(Collected data)

▼▼▼

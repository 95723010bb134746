//! Exact-value and key-set validators.

use indexmap::IndexSet;
use serde_json::Value;
use stillwater::Validation;

use crate::config::Config;
use crate::diagnostics::value_string;
use crate::error::{failure, ValidationErrors};
use crate::path::Context;
use crate::validator::traits::ValidatorLike;

/// Validates that the input equals one fixed value.
///
/// # Example
///
/// ```rust
/// use verdict::{Validator, ValidatorLike};
/// use serde_json::json;
///
/// let validator = Validator::literal("on");
/// assert!(validator.validate(&json!("on")).is_success());
///
/// let errors = validator.validate(&json!("off")).into_result().unwrap_err();
/// assert_eq!(errors.first().message, "Expected \"on\", got \"off\"");
/// ```
#[derive(Debug, Clone)]
pub struct LiteralValidator {
    expected: Value,
}

impl LiteralValidator {
    /// Creates a validator accepting exactly the given value.
    pub fn new(expected: impl Into<Value>) -> Self {
        Self {
            expected: expected.into(),
        }
    }
}

impl ValidatorLike for LiteralValidator {
    type Output = Value;

    fn validate_at(
        &self,
        value: Option<&Value>,
        _config: &Config,
        context: &Context,
    ) -> Validation<Value, ValidationErrors> {
        match value {
            Some(v) if *v == self.expected => Validation::Success(v.clone()),
            other => failure(
                context,
                format!(
                    "Expected {}, got {}",
                    value_string(Some(&self.expected)),
                    value_string(other)
                ),
            ),
        }
    }

    fn validate_value_at(
        &self,
        value: Option<&Value>,
        config: &Config,
        context: &Context,
    ) -> Validation<Option<Value>, ValidationErrors> {
        self.validate_at(value, config, context).map(Some)
    }
}

/// Validates that the input is one of a fixed set of string keys.
///
/// Keys keep their first-occurrence order, which is the order the failure
/// message lists them in.
///
/// # Example
///
/// ```rust
/// use verdict::{Validator, ValidatorLike};
/// use serde_json::json;
///
/// let validator = Validator::key_of(["red", "green", "blue"]);
/// assert_eq!(validator.validate(&json!("green")).into_result().unwrap(), "green");
///
/// let errors = validator.validate(&json!("mauve")).into_result().unwrap_err();
/// assert_eq!(
///     errors.first().message,
///     "Expected one of [red, green, blue], got \"mauve\""
/// );
/// ```
#[derive(Debug, Clone)]
pub struct KeyOfValidator {
    keys: IndexSet<String>,
}

impl KeyOfValidator {
    /// Creates a validator accepting any of the given keys.
    pub fn new<I, S>(keys: I) -> Self
    where
        I: IntoIterator<Item = S>,
        S: Into<String>,
    {
        Self {
            keys: keys.into_iter().map(Into::into).collect(),
        }
    }

    fn keys_list(&self) -> String {
        self.keys
            .iter()
            .map(String::as_str)
            .collect::<Vec<_>>()
            .join(", ")
    }
}

impl ValidatorLike for KeyOfValidator {
    type Output = String;

    fn validate_at(
        &self,
        value: Option<&Value>,
        _config: &Config,
        context: &Context,
    ) -> Validation<String, ValidationErrors> {
        match value {
            Some(Value::String(s)) if self.keys.contains(s.as_str()) => {
                Validation::Success(s.clone())
            }
            other => failure(
                context,
                format!(
                    "Expected one of [{}], got {}",
                    self.keys_list(),
                    value_string(other)
                ),
            ),
        }
    }

    fn validate_value_at(
        &self,
        value: Option<&Value>,
        config: &Config,
        context: &Context,
    ) -> Validation<Option<Value>, ValidationErrors> {
        self.validate_at(value, config, context)
            .map(|s| Some(Value::String(s)))
    }
}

▲▲▲

Exercise: Every line in the data that holds the string "ValidationErrors" should be returned.

Solution to the exercise:
use crate::error::{failure, ValidationErrors};
    ) -> Validation<Value, ValidationErrors> {
    ) -> Validation<Option<Value>, ValidationErrors> {
    ) -> Validation<String, ValidationErrors> {
    ) -> Validation<Option<Value>, ValidationErrors> {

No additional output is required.